Highlights of the Natural Gas Summary and Outlook for April 29, 2016 follow. The full report is available at the link below.
Natural Gas Summary and Outlook
- Price Action: The June contract fell 8.9 cents (3.9%) to $2.178 on a 26.2 cent range.
- Price Outlook: Natural gas posted a new high before slipping lower at the end of the week. The rise last week seemed exaggerated and this week’s weakness seemed to simply be a bit of a correction. The increase to the 5 year average storage surplus was considered an important factor and expectations this week for another small increase to the 5 year average storage surplus may continue to keep pressure on the market. CFTC data indicated another increase in the managed money net long position to the largest since December 16, 2014. Total open interest rose to 3.450 million as of April 26. Aggregated CME futures open interest fell to 1.101 million as of April 29.
- Weekly Storage: US working gas storage for the week ending April 22 indicated a net injection of +73 bcf to 2,557 bcf. Current inventories rise 847 bcf (49.5%) above last year while surpassing the 5 year average by 828 bcf (47.7%).
- Storage Outlook: Our EIA weekly storage estimate was mathematically 8 bcf smaller than reported by the EIA. This is above the upper end of our tolerance range. The 5 week summation of our error soared to 17 bcf as the EIA has reported net injections of +64 bcf compared to our estimated +47 bcf. Our current estimation for early November inventories is 4,283 bcf. This assumes 30 year normal weather and a warm summer could easily reduce this estimate by 200-250 bcf.
- Supply Trends: Total supply rose 0.8 bcf/d to 75.7 bcf/d. US production and Canadian imports rose with LNG imports and Mexican exports unchanged. The US Baker Hughes rig count fell 11 as both oil and natural gas activity dropped. The total US rig count now stands at 420. The Canadian rig count fell 3 and now stands at 37. Thus, the total North American rig count fell 14 to 457 and now trails last year by 527, which is down from the record 1,441 yearly deficit recorded on December 11, 2015. The higher efficiency US horizontal rig count fell 8 to 324 and falls 375 below last year. The EIA monthly report revealed an increase in US February production to the 4th highest on record.

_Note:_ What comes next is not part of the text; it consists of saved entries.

impl<'a> StatementParser for Parser<'a> {
    fn parse_statement(&mut self) -> Result<(), CompileError> {
        let Some(token) = self.peek().cloned() else {
            return Err(self.unexpected("a statement"));
        };
        match token {
            Token::Print => self.parse_print(),
            Token::Locate => {
                self.advance();
                let x = self.parse_expression()?;
                self.expect(&Token::Comma, "','")?;
                let y = self.parse_expression()?;
                self.env.locate(x, y)
            }
            Token::Cls => {
                self.advance();
                self.env.cls()
            }
            Token::Pen => {
                self.advance();
                let color = self.parse_expression()?;
                self.env.pen(color)
            }
            Token::Paper => {
                self.advance();
                let color = self.parse_expression()?;
                self.env.paper(color)
            }
            Token::Dim | Token::Var => self.parse_dim(),
            Token::Const => self.parse_const(),
            Token::Let => {
                self.advance();
                let name = self.expect_identifier("a variable name")?.to_ascii_uppercase();
                self.parse_assignment(&name)
            }
            Token::Poke => {
                self.advance();
                let address = self.parse_expression()?;
                self.expect(&Token::Comma, "','")?;
                let value = self.parse_expression()?;
                self.env.poke(address, value)
            }
            Token::Wait => self.parse_wait(),

            Token::If => self.parse_if(),
            Token::Else => self.parse_else(),
            Token::ElseIf => self.parse_else_if(),
            Token::EndIf => self.parse_end_if(),
            Token::End => self.parse_end(),
            Token::Select => self.parse_select(),
            Token::Case => self.parse_case(),
            Token::EndSelect => self.parse_end_select(),
            Token::For => self.parse_for(),
            Token::Next => self.parse_next(),
            Token::Do => self.parse_do(),
            Token::Loop => self.parse_loop(),
            Token::While => self.parse_while(),
            Token::Wend => self.parse_wend(),
            Token::Repeat => self.parse_repeat(),
            Token::Until => self.parse_until(),
            Token::Exit => self.parse_exit(),
            Token::Goto | Token::Gosub => self.parse_jump(),
            Token::Return => self.parse_return(),
            Token::On => self.parse_on(),
            Token::Begin => self.parse_begin(),

            Token::Procedure | Token::Parallel => self.parse_procedure(),
            Token::EndProc => self.parse_end_procedure(),
            Token::Proc | Token::Call => self.parse_call(),
            Token::Shared | Token::Global => self.parse_shared(),
            Token::Declare => self.parse_declare(),
            Token::Spawn => {
                self.parse_expression()?;
                Ok(())
            }
            Token::Yield => {
                self.advance();
                self.env.yield_thread()
            }
            Token::Kill => {
                self.advance();
                let thread = if self.at_statement_end() {
                    None
                } else {
                    Some(self.parse_expression()?)
                };
                self.env.kill(thread)
            }
            Token::Respawn => {
                self.advance();
                let thread = self.parse_expression()?;
                self.env.respawn(thread)
            }
            Token::Run => {
                self.advance();
                self.expect(&Token::Parallel, "PARALLEL")?;
                self.env.run_parallel()
            }
            Token::Every => self.parse_every(),

            Token::Data => self.parse_data(),
            Token::Read => self.parse_read(),
            Token::Restore => self.parse_restore(),
            Token::Storage => self.parse_storage(),
            Token::File => self.parse_file(),
            Token::EndStorage => {
                self.advance();
                self.env.end_storage()
            }
            Token::Dload => self.parse_dload(),

            Token::Option => self.parse_option(),
            Token::Define => self.parse_define(),

            Token::Load => {
                self.parse_load()?;
                Ok(())
            }
            Token::Bitmap => self.parse_bitmap(),
            Token::Plot => self.parse_plot(),
            Token::Color => self.parse_color(),
            Token::Put => self.parse_put(),
            Token::Sprite => self.parse_sprite(),
            Token::Volume | Token::Play | Token::Sound => self.parse_audio(),

            Token::Identifier(name) => {
                self.advance();
                let name = name.to_ascii_uppercase();
                self.parse_identifier_statement(&name)
            }
            _ => Err(self.unexpected("a statement")),
        }
    }

    fn parse_print(&mut self) -> Result<(), CompileError> {
        self.expect(&Token::Print, "PRINT")?;
        let mut items = Vec::new();
        while !self.at_statement_end() {
            if self.match_token(&Token::Comma) {
                items.push(PrintItem::Tab);
            } else if self.match_token(&Token::Semicolon) {
                items.push(PrintItem::Join);
            } else {
                if matches!(items.last(), Some(PrintItem::Value(_))) {
                    return Err(self.unexpected("',' or ';'"));
                }
                items.push(PrintItem::Value(self.parse_expression()?));
            }
        }
        self.env.print(&items)
    }

    fn parse_dim(&mut self) -> Result<(), CompileError> {
        self.advance();
        loop {
            self.parse_declaration()?;
            if !self.match_token(&Token::Comma) {
                return Ok(());
            }
        }
    }

    fn parse_const(&mut self) -> Result<(), CompileError> {
        self.expect(&Token::Const, "CONST")?;
        let name = self.expect_identifier("a constant name")?.to_ascii_uppercase();
        self.expect(&Token::Equal, "'='")?;
        let value = self.parse_expression()?;
        let value = self.env.constant_value_of(value).ok_or_else(|| {
            self.env.error(
                ErrorCode::ValueOutOfRange,
                format!("the value of {} must be known at compile time", name),
            )
        })?;
        self.env.define_constant(&name, value)
    }

    fn parse_assignment(&mut self, name: &str) -> Result<(), CompileError> {
        if self.check(&Token::LeftBracket) {
            let args = self.parse_call_arguments()?;
            self.env.call_procedure(name, &args)?;
            return Ok(());
        }
        if self.match_token(&Token::LeftParen) {
            let result = self.env.symbols.retrieve(name);
            let array = self.env.located(result)?;
            let indices = self.parse_arguments(&Token::RightParen)?;
            self.expect(&Token::RightParen, "')'")?;
            self.expect(&Token::Equal, "'='")?;
            let value = self.parse_expression()?;
            return self.env.assign_element(array, &indices, value);
        }
        self.expect(&Token::Equal, "'='")?;
        let value = self.parse_expression()?;
        if self.bind_resource(name, value) {
            return Ok(());
        }
        let target = self.env.assignment_target(name)?;
        self.env.assign(target, value)
    }

    fn parse_wait(&mut self) -> Result<(), CompileError> {
        self.expect(&Token::Wait, "WAIT")?;
        if self.match_word("KEY") {
            self.env.wait_key()
        } else if self.match_word("VBL") {
            self.env.wait_vbl()
        } else if self.match_token(&Token::Parallel) || self.match_token(&Token::Thread) {
            let thread = self.parse_expression()?;
            self.env.wait_parallel(thread)
        } else {
            Err(self.unexpected("KEY, VBL or PARALLEL"))
        }
    }
}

- Demand Trends: Total demand fell 8.9 bcf/d to 63.8 bcf/d. R&C and industrial demand fell with power demand higher. Electricity demand fell 891 gigawatt-hrs to 67,123 which trails last year by 1,027 (1.5%) while trailing the 5 year average by 1,374 (2.0%). The EIA monthly report revealed much lower February demand as expected considering the extreme relative warmth. February 2016 was the 2nd warmest in our proprietary index that began in 1970.
- Other Factors: Nuclear generation fell 1,646 MW in the reference week to 82,846 MW. This is 3,576 MW higher than last year and 7,308 MW higher than the 5 year average. Recent output is still just below 83,000 MW.
The 2015/16 heating season is at an end and next week will transition to the cooling index. With a forecast through May 13 the 2015/16 total heating index is at 2,408 compared to 2,886 for 2014/15, 3,230 for 2013/14, 3,048 for 2012/13 and 2,567 for 2011/12.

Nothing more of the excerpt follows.